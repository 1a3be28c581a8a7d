// Copyright 2025 the Understory Authors
// SPDX-License-Identifier: Apache-2.0 OR MIT

//! Shapecast Geom: 2D shape primitives and the intersection algebra behind them.
//!
//! - Rays, infinite lines and segments on top of [`kurbo`] points and vectors.
//! - Circles, axis-aligned rectangles and polygons gathered in [`Geometry`].
//! - Nearest-hit ray tests through the [`RayIntersect`] trait.
//! - Separating-axis overlap tests that return a [`Manifold`] (normal and depth).
//!
//! Coordinates are `f64` in a y-up frame. Rectangle edges and corners are
//! numbered counter-clockwise starting at the right edge; see [`rect`].
//!
//! # Example
//!
//! ```rust
//! use kurbo::{Circle, Point, Rect};
//! use shapecast_geom::{Geometry, Ray, RayIntersect};
//!
//! let wall = Geometry::from(Rect::new(2.0, -1.0, 3.0, 1.0));
//! let ball = Geometry::from(Circle::new((2.8, 0.0), 0.5));
//!
//! // Cast a ray along +x; it stops at the wall's left face.
//! let hit = wall.ray_intersection(&Ray::new((0.0, 0.0), (1.0, 0.0)));
//! assert_eq!(hit, Some(Point::new(2.0, 0.0)));
//!
//! // Pushing the ball 0.7 along +x separates it from the wall.
//! let m = ball.overlap(&wall).unwrap();
//! assert!((m.penetration - 0.7).abs() < 1e-9);
//! assert_eq!(m.normal.x, 1.0);
//! ```
//!
//! ### Float semantics
//!
//! Geometry is assumed free of NaNs. Comparisons that decide snapping and
//! parallelism use [`EPSILON`], absolutely or relative to magnitude.

pub mod error;
pub mod geometry;
pub mod intersect;
pub mod overlap;
pub mod polygon;
pub mod primitives;
pub mod rect;
pub mod tolerance;

pub use error::GeometryError;
pub use geometry::{Geometry, overlap};
pub use intersect::{
    RayIntersect, line_line, ray_circle, ray_line, ray_polygon, ray_ray, ray_rect, ray_segment,
    segment_segment,
};
pub use kurbo;
pub use overlap::Manifold;
pub use polygon::{Orientation, Polygon};
pub use primitives::{Line, Ray, Segment};
pub use rect::RectExt;
pub use tolerance::{EPSILON, approx_eq};
// Copyright 2025 the Understory Authors
// SPDX-License-Identifier: Apache-2.0 OR MIT

//! Basic usage of Shapecast Index: register, commit, move and query.

use kurbo::{Affine, Circle, Point, Rect};
use shapecast_geom::Ray;
use shapecast_index::{PartitionFilter, Shape, ShapeArena, ShapeMask, SpatialTree};

fn main() {
    let mut arena = ShapeArena::new();
    let mut tree = SpatialTree::new();

    let wall = arena.insert(Shape::from_rect(Rect::new(4.0, -2.0, 5.0, 2.0)));
    let ball = arena.insert(Shape::from_circle(Circle::new((0.0, 0.0), 0.5)));
    tree.add_static(&mut arena, wall);
    tree.add_dynamic(&mut arena, ball);
    tree.commit(&arena);

    // Roll the ball into the wall
    tree.transform(&mut arena, ball, Affine::translate((4.2, 0.0)));
    let contacts = tree.intersection_query(&arena, ball, PartitionFilter::ALL);
    for c in &contacts {
        println!("contact {:?} -> {:?}: {:?}", c.shape_a, c.shape_b, c);
    }

    // Cast a ray and pick a point
    let ray = Ray::new((-10.0, 0.0), (1.0, 0.0));
    let hit = tree.ray_cast(&arena, &ray, ShapeMask::all(), PartitionFilter::ALL);
    println!("ray hit: {hit:?}");
    let picked = tree.pick_query(
        &arena,
        Point::new(4.5, 1.5),
        ShapeMask::all(),
        PartitionFilter::ALL,
    );
    println!("picked at (4.5,1.5): {:?}", picked.iter().collect::<Vec<_>>());

    tree.clear(&mut arena);
}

*Exercise:*
Where a line of the data above includes the string "ShapeMask", pull it out.

*Final answer:*
use shapecast_index::{PartitionFilter, Shape, ShapeArena, ShapeMask, SpatialTree};
    let hit = tree.ray_cast(&arena, &ray, ShapeMask::all(), PartitionFilter::ALL);
        ShapeMask::all(),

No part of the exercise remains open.